Rockson-Nelson Dafeamekpor, the Member of Parliament for South Dayi has hit out at the state-owned Daily Graphic newspaper for publishing an advertorial for the coalition against the anti-LGBTQ+ bill.
In the October, 18, 2021, issue of the newspaper, eight pages were reserved as an advertorial for the memo by the group which explains their opposition to the anti-LGBTQ+ bill, calling for its dismissal and promoting LGBTQ+ rights in the country.
Taking to his social media handle, Rockson-Nelson Dafeamekpor said that for a newspaper owned by the state, it should have a position against such things.
According to him, the publication could expose Ghanaian children to homosexuality and also indoctrinate them about the practice.

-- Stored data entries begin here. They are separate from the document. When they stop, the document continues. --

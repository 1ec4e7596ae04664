//! Which inquiries an actor may see, expressed as typed predicates.

use bson::oid::ObjectId;

use crate::model::inquiry::{AssignmentStatus, Department, Inquiry};
use crate::model::user::{Actor, Role};
use crate::repository::query::InquiryQuery;

#[derive(Debug, Clone, Copy, PartialEq, Eq)]
pub enum VisibilityScope {
    Admin(ObjectId),
    /// Plain submitter, bound to what they created.
    User(ObjectId),
    Presales(ObjectId),
    Sales(ObjectId),
}

impl VisibilityScope {
    pub fn for_actor(actor: &Actor) -> Self {
        match actor.role {
            Role::Admin => VisibilityScope::Admin(actor.id),
            Role::User => VisibilityScope::User(actor.id),
            Role::Presales => VisibilityScope::Presales(actor.id),
            Role::Sales => VisibilityScope::Sales(actor.id),
        }
    }

    /// Restriction applied to every list view.
    pub fn default_predicate(&self) -> InquiryQuery {
        match *self {
            VisibilityScope::Admin(_) => InquiryQuery::All,
            VisibilityScope::User(me) => InquiryQuery::CreatedBy(me),
            // a forwarded lead leaves the forwarder's pool
            VisibilityScope::Presales(me) => {
                InquiryQuery::Department(Department::Presales).and(InquiryQuery::ForwardedBy(me).negate())
            }
            VisibilityScope::Sales(_) => InquiryQuery::Department(Department::Sales),
        }
    }

    /// "My attended": replaces the default restriction when the caller asks
    /// for `assignedTo = self`.
    pub fn mine_predicate(&self) -> InquiryQuery {
        match *self {
            VisibilityScope::Admin(me) => InquiryQuery::AssignedTo(me),
            VisibilityScope::User(me) => InquiryQuery::CreatedBy(me).and(InquiryQuery::AssignedTo(me)),
            VisibilityScope::Presales(me) => InquiryQuery::Or(vec![
                InquiryQuery::AssignedTo(me).and(InquiryQuery::Department(Department::Presales)),
                InquiryQuery::all_of([
                    InquiryQuery::ForwardedBy(me),
                    InquiryQuery::AssignmentStatus(AssignmentStatus::ForwardedToSales),
                    InquiryQuery::Department(Department::Sales),
                ]),
            ]),
            VisibilityScope::Sales(me) => {
                InquiryQuery::AssignedTo(me).and(InquiryQuery::Department(Department::Sales))
            }
        }
    }

    /// Department restriction used for duplicate-phone lookups and the
    /// unattended pool. `None` means every department.
    pub fn department(&self) -> Option<Department> {
        match self {
            VisibilityScope::Presales(_) => Some(Department::Presales),
            VisibilityScope::Sales(_) => Some(Department::Sales),
            VisibilityScope::Admin(_) | VisibilityScope::User(_) => None,
        }
    }

    pub fn department_predicate(&self) -> InquiryQuery {
        self.department().map(InquiryQuery::Department).unwrap_or(InquiryQuery::All)
    }

    /// Single-record read access: anything the actor could list, either in
    /// the default view or as "mine", plus what they created.
    pub fn can_view(&self, inquiry: &Inquiry) -> bool {
        let created = match *self {
            VisibilityScope::Admin(_) => true,
            VisibilityScope::User(me) | VisibilityScope::Presales(me) | VisibilityScope::Sales(me) => {
                inquiry.created_by == me
            }
        };
        created || self.default_predicate().matches(inquiry) || self.mine_predicate().matches(inquiry)
    }
}
use bson::oid::ObjectId;
use serde::{Deserialize, Serialize};

#[derive(Debug, Clone, Copy, PartialEq, Eq, Hash, Serialize, Deserialize)]
#[serde(rename_all = "lowercase")]
pub enum Role {
    Admin,
    /// Plain submitter, sees only the leads they created.
    User,
    Presales,
    Sales,
}

impl Role {
    pub fn as_str(&self) -> &'static str {
        match self {
            Role::Admin => "admin",
            Role::User => "user",
            Role::Presales => "presales",
            Role::Sales => "sales",
        }
    }
}

impl std::fmt::Display for Role {
    fn fmt(&self, f: &mut std::fmt::Formatter<'_>) -> std::fmt::Result {
        f.write_str(self.as_str())
    }
}

#[derive(Debug, Clone, Serialize, Deserialize)]
#[serde(rename_all = "camelCase")]
pub struct User {
    #[serde(rename = "_id")]
    pub id: ObjectId,
    pub first_name: String,
    pub last_name: String,
    pub email: String,
    pub role: Role,
    #[serde(default = "default_active")]
    pub is_active: bool,
    pub created_at: Option<String>,
    pub updated_at: Option<String>,
}

fn default_active() -> bool {
    true
}

impl User {
    pub fn full_name(&self) -> String {
        format!("{} {}", self.first_name, self.last_name).trim().to_string()
    }
}

/// The authenticated caller of an operation.
#[derive(Debug, Clone, Copy, PartialEq, Eq)]
pub struct Actor {
    pub id: ObjectId,
    pub role: Role,
}

impl Actor {
    pub fn new(id: ObjectId, role: Role) -> Self {
        Actor { id, role }
    }

    pub fn is(&self, role: Role) -> bool {
        self.role == role
    }

    pub fn is_any(&self, roles: &[Role]) -> bool {
        roles.contains(&self.role)
    }
}
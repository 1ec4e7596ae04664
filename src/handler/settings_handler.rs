use axum::{extract::State, response::IntoResponse, Extension, Json};
use std::sync::Arc;

use crate::dto::settings_dto::UpdateSettingsRequest;
use crate::dto::ApiResponse;
use crate::handler::extract::ApiJson;
use crate::model::user::Actor;
use crate::service::settings_service::SettingsService;
use crate::util::error::HandlerError;

pub async fn get_settings_handler(State(service): State<Arc<SettingsService>>) -> impl IntoResponse {
    Json(ApiResponse::ok(service.current().await))
}

pub async fn update_settings_handler(
    State(service): State<Arc<SettingsService>>,
    Extension(actor): Extension<Actor>,
    ApiJson(payload): ApiJson<UpdateSettingsRequest>,
) -> Result<impl IntoResponse, HandlerError> {
    let saved = service.update(&actor, payload.into()).await?;
    Ok(Json(ApiResponse::ok(saved)))
}
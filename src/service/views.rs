//! Turns stored inquiries into response views with user references resolved.

use std::collections::HashMap;

use bson::oid::ObjectId;

use crate::dto::follow_up_dto::FollowUpView;
use crate::dto::inquiry_dto::InquiryView;
use crate::dto::user_dto::UserSummary;
use crate::model::inquiry::Inquiry;
use crate::service::ledger;
use crate::service::user_service::UserService;
use crate::util::error::ServiceError;
use crate::util::timestamp;

fn referenced_users(inquiries: &[Inquiry]) -> Vec<ObjectId> {
    let mut ids = Vec::new();
    for inquiry in inquiries {
        ids.push(inquiry.created_by);
        ids.extend(inquiry.assigned_to);
        ids.extend(inquiry.forwarded_by);
        ids.extend(inquiry.follow_ups.iter().map(|f| f.created_by));
    }
    ids
}

pub async fn populate(users: &dyn UserService, inquiries: &[Inquiry]) -> Result<Vec<InquiryView>, ServiceError> {
    let directory = users.summaries(&referenced_users(inquiries)).await?;
    Ok(inquiries.iter().map(|i| to_view(i, &directory)).collect())
}

pub async fn populate_one(users: &dyn UserService, inquiry: &Inquiry) -> Result<InquiryView, ServiceError> {
    let directory = users.summaries(&referenced_users(std::slice::from_ref(inquiry))).await?;
    Ok(to_view(inquiry, &directory))
}

pub fn summary(directory: &HashMap<ObjectId, UserSummary>, id: &ObjectId) -> UserSummary {
    directory.get(id).cloned().unwrap_or_else(|| UserSummary::unknown(id))
}

pub fn to_view(inquiry: &Inquiry, directory: &HashMap<ObjectId, UserSummary>) -> InquiryView {
    let mut follow_ups = inquiry.follow_ups.clone();
    // stable, so equal timestamps keep append order
    follow_ups.sort_by_key(|f| f.created_at);
    InquiryView {
        id: inquiry.id.to_hex(),
        name: inquiry.name.clone(),
        phone: inquiry.phone.clone(),
        email: inquiry.email.clone(),
        city: inquiry.city.clone(),
        education: inquiry.education.clone(),
        course: inquiry.course.clone(),
        preferred_location: inquiry.preferred_location.clone(),
        medium: inquiry.medium.clone(),
        message: inquiry.message.clone(),
        department: inquiry.department,
        assignment_status: inquiry.assignment_status,
        status: inquiry.status,
        pending_first_follow_up: inquiry.pending_first_follow_up,
        is_admitted: ledger::is_admitted(&inquiry.follow_ups),
        created_by: summary(directory, &inquiry.created_by),
        assigned_to: inquiry.assigned_to.as_ref().map(|id| summary(directory, id)),
        forwarded_by: inquiry.forwarded_by.as_ref().map(|id| summary(directory, id)),
        follow_ups: follow_ups
            .iter()
            .map(|f| FollowUpView::new(f, summary(directory, &f.created_by)))
            .collect(),
        created_at: timestamp::format(&inquiry.created_at),
        updated_at: timestamp::format(&inquiry.updated_at),
    }
}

He criticized the board and editors of the news firm for not upholding the position of the proponents of the anti-LGBTQ+ bill.
“Our dear Daily Graphic has today published an 8-page advertorial of the pro-gay Memo. Certainly, our kids will read it in school & get reoriented towards Gayism. This is a criminal assault on the conscience of the Nation. The Editor & the Board of Daily Graphic must be ashamed,” he said. Background
Parliament is expected to discuss a Private Member's Bill submitted by some eight MPs. The 38-page bill among other things stipulates that people of the same sex who engage in sexual intercourse are “liable on summary conviction, to a fine of not less than seven hundred and fifty penalty units and not more than five thousand penalty units, or to a term of imprisonment of not less than three years and not more than five years or both.”
The Bill targets persons who “hold out as a lesbian, a gay, a transgender, a transsexual, a queer, a pansexual, an ally, a non-binary or any other sexual or gender identity that is contrary to the binary categories of male and female.”
The Bill also targets promoters and advocates of LGBTQ+ rights including “a person who, by use of media, technological platform, technological account or any other means, produces, procures, markets, broadcasts, disseminates, publishes or distributes a material for purposes of promoting an activity prohibited under the Bill, or a person uses an electronic device, the Internet service, a film, or any other device capable of electronic storage or transmission to produce, procure, market, broadcast, disseminate, publish or distribute a material for purposes of promoting an activity prohibited under the Bill,” as well as a person who, “promotes, supports sympathy for or a change of public opinion towards an act prohibited under the Bill.”
As part of its provisions, the Bill outlines that a flouter can be sentenced to a jail term of not less than six years or not more than ten years. At the back of the public support the Bill has received, a group of academicians and other professionals have expressed their opposition to the bill.
According to the group of 18, the bill, ‘Promotion of Proper Human Sexual Rights and Ghanaian Family Values’, when passed into law, would erode a raft of fundamental human rights, enshrined in the 1992 Constitution.
Members of the group opposing the anti-gay bill include Mr Akoto Ampaw; author, scholar and former Director of the UN Economic Commission for Africa, Prof. Emerita Takyiwaa Manuh; a communications and media expert, Prof. Kwame Karikari; the Dean of the University of Ghana (Legon) School of Law, Prof. Raymond Atuguba, and the former Dean of the University of Ghana School of Information and Communication Studies, Prof. Audrey Gadzekpo.
The Director of the Institute of African Studies, University of Ghana, Professor Dzodzi Tsikata; the Executive Director of the Ghana Centre for Democratic Development (CDD-Ghana), Professor H. Kwasi Prempeh, and a former Executive Director of CDD-Ghana, Prof. Kofi Gyimah-Boadi, are also members of the group. The remaining members are Dr Rose Mensah-Kutin, Dr Yao Graham, Mr Kwasi Adu Amankwah, Dr Kojo Asante, Mr Kingsley Ofei-Nkansah, Mr Akunu Dake, Mr Tetteh Hormeku-Ajie, Dr Charles Wereko-Brobby, Dr Joseph Asunka and Nana Ama Agyemang Asante.